Issue No. 02 - March/April (2002 vol. 17)
The very existence of this second installment of Intelligent Systems in Biology is a tribute to the strength and vibrancy of that community. The original Call for Papers produced an outpouring of community support that ultimately involved some 200 scientists and 52 manuscripts. The volume of high-quality manuscripts spilled over from the first installment ( IEEE Intelligent Systems, Nov./Dec. 2001, vol. 16, no. 6) to this second one, and several accepted manuscripts will spill over to future issues of IEEE Intelligent Systems. This outstanding community support reflects the interest and excitement that permeates the field. In a very real and immediate sense, our biomedical colleagues today are running the experiments and generating the data that will unlock the deepest secrets of biology and medicine. As indicated by the cover illustration and its image of harvesting the fruits of knowledge, intelligent systems will play a crucial role in transforming these into tangible biomedical benefits that will improve the lot of all mankind. To some, there is a deep irony in the fact that computational intelligence has such a crucial role in the understanding of life.
Computer science and biology are, at first blush, an unlikely pairing: abstract, symbolic-numeric computation and wet, evolved living things. But the depth of the relationship between computing and life has only begun to be plumbed, and already the marriage has changed both fields forever. One day, the relationship between biology and computer science might be seen to be as deep and abiding as the relationship between mathematics and physics.
Biology itself is undergoing a revolutionary change that would be impossible without advanced computation. Although the study of living things has engaged scholars since the beginning of history, the last generation has been particularly fruitful. Until recently, gathering any information genuinely relevant to the function of living things took heroic effort. Increases in the breadth and scale of data generation now reach every corner of biology. As argued in the Guest Editor's Introduction in the first installment, new data generation technologies have brought a "high-throughput" era to biology, creating rapid and dramatic growth in the opportunities for intelligent systems.
For example, consider the radical changes now taking place in the pharmaceutical business, perhaps the most profitable and research-driven large industry in human history. The pharmaceutical industry has transformed itself recently from being driven by biology and chemistry to being driven by information about biology and chemistry. Pharmaceutical companies have invested dramatically in systems to acquire, manage, store, and process unprecedented amounts of heterogeneous complex data about incompletely understood biomedical processes. Intelligent systems from robotics to automated inference engines have become widespread.

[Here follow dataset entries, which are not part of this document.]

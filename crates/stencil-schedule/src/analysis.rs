//! Lexical dependency analysis of template blocks.
//!
//! Each block is analyzed on its own, from its text alone, with regular
//! expressions rather than a parse. The result over-approximates: anything
//! not recognized as a write is a read, and unknown host functions are never
//! barriers.

use std::sync::{Arc, LazyLock};

use indexmap::IndexSet;
use regex::{Captures, Regex};
use serde::{Deserialize, Serialize};
use stencil_foundation::{FunctionRegistry, HOST_NAMESPACE, RESULT_ACCUMULATOR};
use tracing::trace;

use crate::block::TemplateBlock;

const IDENT: &str = r"[A-Za-z_$][\w$]*";

const KEYWORDS: &[&str] = &[
    "let", "const", "var", "function", "return", "if", "else", "for", "of", "in", "while", "do",
    "break", "continue", "try", "catch", "finally", "throw", "new", "typeof", "instanceof",
    "await", "async", "true", "false", "null", "undefined", "this", "void", "delete", "yield",
    "class", "switch", "case", "default",
];

fn pattern(source: &str) -> Regex {
    Regex::new(source).expect("invariant: analyzer patterns are valid regexes")
}

/// String literals and comments. Template literals are matched whole so
/// their `${...}` parts can be kept.
static LITERALS: LazyLock<Regex> = LazyLock::new(|| {
    pattern(r#"//[^\n]*|/\*(?s:.*?)\*/|"(?:[^"\\\n]|\\.)*"|'(?:[^'\\\n]|\\.)*'|`(?:[^`\\]|\\.)*`"#)
});
static INTERPOLATION: LazyLock<Regex> = LazyLock::new(|| pattern(r"\$\{([^}]*)\}"));

/// Identifier not preceded by `.` (property names are not variables).
static IDENTIFIER: LazyLock<Regex> =
    LazyLock::new(|| pattern(&format!(r"(?:^|[^\w$.])({IDENT})")));
static DECLARATION: LazyLock<Regex> =
    LazyLock::new(|| pattern(&format!(r"\b(?:let|const|var)\s+({IDENT})")));
static FUNCTION_DECLARATION: LazyLock<Regex> =
    LazyLock::new(|| pattern(&format!(r"\bfunction\s+({IDENT})")));
/// `name = ...` and compound forms, excluding `==` and `=>`.
static ASSIGNMENT: LazyLock<Regex> = LazyLock::new(|| {
    pattern(&format!(
        r"(?:^|[^\w$.])({IDENT})\s*(?:\+|-|\*\*|\*|/|%|&&|\|\||\?\?|&|\||\^|<<|>>>|>>)?=(?:[^=>]|$)"
    ))
});
static UPDATE: LazyLock<Regex> = LazyLock::new(|| {
    pattern(&format!(
        r"(?:\+\+|--)\s*({IDENT})|(?:^|[^\w$.])({IDENT})\s*(?:\+\+|--)"
    ))
});
static HOST_CALL: LazyLock<Regex> = LazyLock::new(|| {
    pattern(&format!(
        r"\b{HOST_NAMESPACE}\s*\.\s*({IDENT})\s*\.\s*({IDENT})\s*\("
    ))
});
static RESULT_WRITE: LazyLock<Regex> =
    LazyLock::new(|| pattern(&format!(r"\b{RESULT_ACCUMULATOR}\s*\+?=(?:[^=]|$)")));

/// Read/write footprint of one block.
#[derive(Debug, Clone, Default, PartialEq, Eq, Serialize, Deserialize)]
pub struct BlockAnalysis {
    pub block_id: usize,
    pub variables_read: IndexSet<String>,
    pub variables_written: IndexSet<String>,
    /// Calls a host function that must not overlap later blocks.
    pub is_barrier: bool,
    /// Assigns or appends to `tR`.
    pub has_tr_write: bool,
    /// `module.function` of every host call, for diagnostics.
    pub host_calls: IndexSet<String>,
}

impl BlockAnalysis {
    pub fn new(block_id: usize) -> Self {
        Self {
            block_id,
            ..Self::default()
        }
    }

    pub fn with_reads(mut self, names: &[&str]) -> Self {
        self.variables_read.extend(names.iter().map(|n| n.to_string()));
        self
    }

    pub fn with_writes(mut self, names: &[&str]) -> Self {
        self.variables_written.extend(names.iter().map(|n| n.to_string()));
        self
    }

    pub fn with_tr_write(mut self) -> Self {
        self.has_tr_write = true;
        self
    }

    pub fn as_barrier(mut self) -> Self {
        self.is_barrier = true;
        self
    }

    pub fn reads_tr(&self) -> bool {
        self.variables_read.contains(RESULT_ACCUMULATOR)
    }

    /// Whether this block must not run before or alongside `other`.
    ///
    /// Not symmetric: `other` being a barrier counts, this block being one
    /// does not.
    pub fn depends_on(&self, other: &BlockAnalysis) -> bool {
        other.is_barrier
            || self
                .variables_read
                .iter()
                .any(|name| other.variables_written.contains(name))
            || (self.reads_tr() && other.has_tr_write)
            || self
                .variables_written
                .iter()
                .any(|name| other.variables_written.contains(name))
            || (self.has_tr_write && other.has_tr_write)
    }
}

/// Computes [`BlockAnalysis`] values against a host function registry.
#[derive(Clone)]
pub struct DependencyAnalyzer {
    registry: Arc<dyn FunctionRegistry>,
}

impl std::fmt::Debug for DependencyAnalyzer {
    fn fmt(&self, f: &mut std::fmt::Formatter<'_>) -> std::fmt::Result {
        f.debug_struct("DependencyAnalyzer").finish_non_exhaustive()
    }
}

impl DependencyAnalyzer {
    pub fn new(registry: Arc<dyn FunctionRegistry>) -> Self {
        Self { registry }
    }

    pub fn analyze_all(&self, blocks: &[TemplateBlock]) -> Vec<BlockAnalysis> {
        blocks.iter().map(|block| self.analyze(block)).collect()
    }

    pub fn analyze(&self, block: &TemplateBlock) -> BlockAnalysis {
        let code = strip_literals(&block.command);
        let mut analysis = BlockAnalysis::new(block.id);

        for regex in [&*DECLARATION, &*FUNCTION_DECLARATION, &*ASSIGNMENT, &*UPDATE] {
            for name in regex.captures_iter(&code).filter_map(|caps| first_group(&caps)) {
                if is_variable(name) && name != RESULT_ACCUMULATOR {
                    analysis.variables_written.insert(name.to_string());
                }
            }
        }

        analysis.has_tr_write = block.is_execution
            && code.contains(RESULT_ACCUMULATOR)
            && RESULT_WRITE.is_match(&code);

        for caps in IDENTIFIER.captures_iter(&code) {
            let Some(name) = first_group(&caps) else { continue };
            let written = analysis.variables_written.contains(name)
                || (name == RESULT_ACCUMULATOR && analysis.has_tr_write);
            if is_variable(name) && !written {
                analysis.variables_read.insert(name.to_string());
            }
        }

        for caps in HOST_CALL.captures_iter(&code) {
            let (Some(module), Some(function)) = (caps.get(1), caps.get(2)) else {
                continue;
            };
            let (module, function) = (module.as_str(), function.as_str());
            if self
                .registry
                .flags(module, function)
                .is_some_and(|flags| flags.is_blocking())
            {
                analysis.is_barrier = true;
            }
            analysis.host_calls.insert(format!("{module}.{function}"));
        }

        trace!(
            block = block.id,
            reads = analysis.variables_read.len(),
            writes = analysis.variables_written.len(),
            barrier = analysis.is_barrier,
            tr_write = analysis.has_tr_write,
            "analyzed block"
        );
        analysis
    }
}

fn first_group<'t>(caps: &Captures<'t>) -> Option<&'t str> {
    caps.iter().skip(1).flatten().next().map(|m| m.as_str())
}

fn is_variable(name: &str) -> bool {
    name != HOST_NAMESPACE && !KEYWORDS.contains(&name)
}

/// Blank out string contents and comments, keeping the expressions inside
/// template literal interpolations.
fn strip_literals(command: &str) -> String {
    LITERALS
        .replace_all(command, |caps: &Captures<'_>| {
            let literal = &caps[0];
            if literal.starts_with('`') {
                let parts: Vec<&str> = INTERPOLATION
                    .captures_iter(literal)
                    .filter_map(|c| c.get(1).map(|m| m.as_str()))
                    .collect();
                format!(" {} ", parts.join(" ; "))
            } else {
                " ".to_string()
            }
        })
        .into_owned()
}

Similarly, across a wide spectrum of computing, major hardware and software suppliers are making significant investments in the life sciences market. IBM has made perhaps the largest corporate commitment in the area, with Sun, Compaq, Oracle and many others also devoting significant new resources to life sciences. A plethora of computational biology startups working in the area, including Genomica, Molecular Mining, and DoubleTwist, are complemented by biotechnology companies with significant computational investment, such as Celera and Gene Logic. Every one of these efforts has an intelligent systems component.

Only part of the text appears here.